Since you're using Solaris, please first make sure you have applied ALL service
packs and stuff (Sun fixes Java on Solaris this way).
Comment 14 Domenico Aquilino 2004-10-06 18:27:37 UTC
The solaris server we use to run Tomcat is up to date.
However, the "OS" field of this bug is Windows XP,
so it doesn't seem to be a platform issue.

I checked and we do not use a particular SocketFactory, or set any socket params.

I believe the Connection pool could lock up itself when too many
connections have to be closed. 
Comment 15 Rainer Jung 2004-10-07 06:56:11 UTC
I suggest you try to reproduce first with only 10 or 50 threads. Reproduction
would be successful, if you still observe continuous CPU usage in this case,
maybe less than 100%, but still noticeable.

Then in this state you take a Thread Dump (sending the QUIT signal to the tomcat
process). It will write the method stack for all threads inside tomcat to
catalina.out. Wait a few seconds an take another Thread Dump, again wait and
take a third one.

Then look at the stacks of your working threads.

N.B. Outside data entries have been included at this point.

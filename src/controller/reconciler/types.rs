//! # Types
//!
//! Context and error types for the `NodeRefresh` reconciler.

use crate::cluster::{ClusterClient, ClusterError};
use crate::config::SharedControllerConfig;
use crate::controller::backoff::FibonacciBackoff;
use crate::controller::trigger::TriggerEvent;
use crate::store::{StatusStore, StoreError};
use kube::Client;
use std::collections::HashMap;
use std::sync::{Arc, Mutex};
use thiserror::Error;
use tokio::sync::mpsc;

#[derive(Debug, Error)]
pub enum ReconcilerError {
    #[error("failed to list target nodes: {0}")]
    Cluster(#[from] ClusterError),

    #[error("failed to read refresh state: {0}")]
    Store(#[from] StoreError),

    #[error("trigger channel closed while requesting refresh of {0}")]
    TriggerChannelClosed(String),

    #[error("failed to update status: {0}")]
    Status(#[source] kube::Error),
}

/// Backoff state for a specific `NodeRefresh`
#[derive(Debug, Clone)]
pub struct BackoffState {
    pub backoff: FibonacciBackoff,
    pub error_count: u32,
}

impl BackoffState {
    #[must_use]
    pub fn new(backoff: FibonacciBackoff) -> Self {
        Self {
            backoff,
            error_count: 0,
        }
    }

    pub fn increment_error(&mut self) {
        self.error_count += 1;
    }

    pub fn reset(&mut self) {
        self.error_count = 0;
        self.backoff.reset();
    }
}

/// Shared context handed to every `NodeRefresh` reconciliation
#[derive(Clone)]
pub struct Reconciler {
    pub client: Client,
    pub cluster: Arc<dyn ClusterClient>,
    pub store: Arc<dyn StatusStore>,
    /// Feeds the reconciliation loop
    pub triggers: mpsc::Sender<TriggerEvent>,
    pub config: SharedControllerConfig,
    /// Initial state of every per-resource backoff
    pub error_backoff: FibonacciBackoff,
    // Keyed by resource name; NodeRefresh is cluster-scoped
    pub backoff_states: Arc<Mutex<HashMap<String, BackoffState>>>,
}

impl std::fmt::Debug for Reconciler {
    fn fmt(&self, f: &mut std::fmt::Formatter<'_>) -> std::fmt::Result {
        f.debug_struct("Reconciler")
            .field("trigger_capacity", &self.triggers.capacity())
            .finish_non_exhaustive()
    }
}

impl Reconciler {
    #[must_use]
    pub fn new(
        client: Client,
        cluster: Arc<dyn ClusterClient>,
        store: Arc<dyn StatusStore>,
        triggers: mpsc::Sender<TriggerEvent>,
        config: SharedControllerConfig,
        error_backoff: FibonacciBackoff,
    ) -> Self {
        Self {
            client,
            cluster,
            store,
            triggers,
            config,
            error_backoff,
            backoff_states: Arc::new(Mutex::new(HashMap::new())),
        }
    }

    /// Record an error for `name` and return the requeue delay and error count
    pub fn next_error_backoff(&self, name: &str) -> Option<(std::time::Duration, u32)> {
        let mut states = self.backoff_states.lock().ok()?;
        let state = states
            .entry(name.to_string())
            .or_insert_with(|| BackoffState::new(self.error_backoff.clone()));
        state.increment_error();
        Some((state.backoff.next_backoff(), state.error_count))
    }

    /// Forget the error backoff of a resource after a successful reconciliation
    pub fn reset_backoff(&self, name: &str) {
        if let Ok(mut states) = self.backoff_states.lock() {
            if let Some(state) = states.get_mut(name) {
                state.reset();
            }
        }
    }
}

#[cfg(test)]
mod tests {
    use super::*;
    use std::time::Duration;

    #[test]
    fn test_backoff_state_reset_restarts_sequence() {
        let mut state = BackoffState::new(FibonacciBackoff::new(
            Duration::from_secs(10),
            Duration::from_secs(100),
        ));
        state.increment_error();
        state.increment_error();
        state.backoff.next_backoff_seconds();
        state.backoff.next_backoff_seconds();
        assert_eq!(state.backoff.next_backoff_seconds(), 20);

        state.reset();
        assert_eq!(state.error_count, 0);
        assert_eq!(state.backoff.next_backoff_seconds(), 10);
    }
}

Anything special about the top
part of the individual stacks?
Comment 16 Remy Maucherat 2004-10-07 09:18:40 UTC
Right. Stack traces showing some kind of bad behavior with the Tomcat code would
be a start.
Comment 17 Remy Maucherat 2004-10-07 09:54:06 UTC
BTW, for that kind of problem, would it be possible to test using the new thread
pool from Tomcat 5.5 ?
Get Tomcat 5.5.3, and set strategy="ms" on the Connector element.
Comment 18 Peter Evans 2006-07-05 15:40:28 UTC
We are seeing exactly the same symptoms with Tomcat/5.0.28 (on Linux).  Yes, I
know, this is pretty old.  But it worked well enough until we changed to a
different architecture that causes more load.  As we already have the latest
mod_jk it would appear that tomcat is the problem.  Does anybody see this
problem any more with 5.5? 
Comment 19 Jay Qu 2006-07-21 16:48:32 UTC
I think it is been resolved. Please check this
http://bugs.sun.com/bugdatabase/view_bug.do?bug_id=6215050 
The java 1.4.2.12 and java 1.5.0.07 should fix the problem.
Comment 20 Sudhir Pandey 2008-02-22 04:20:47 UTC
Same Problem faced on solaries10 related to CLOSE_WAIT.Even I reduced 
tcp_time_wait_interval kernel parameter 10000(ms).
Comment 21 bugmenot 2008-02-26 01:54:29 UTC
also happens with debian:

Java HotSpot(TM) 64-Bit Server VM (build 1.6.0_02-b05, mixed mode)
apache-tomcat-6.0.14
libapache-mod-jk 1.2.18-3etch1
Comment 22 bugmenot 2008-02-26 02:49:32 UTC
(In reply to comment #21)
> Java HotSpot(TM) 64-Bit Server VM (build 1.6.0_02-b05, mixed mode)
> apache-tomcat-6.0.14
> libapache-mod-jk 1.2.18-3etch1

my fault. Works for me!

I am using apache httpclient class, which doesnt close sockets correctly. See
http://www.mail-archive.com/commons-httpclient-dev@jakarta.apache.org/msg04338.html 

Comment 23 Mark Thomas 2008-03-01 10:23:38 UTC
Re-closing as invalid based on last comment.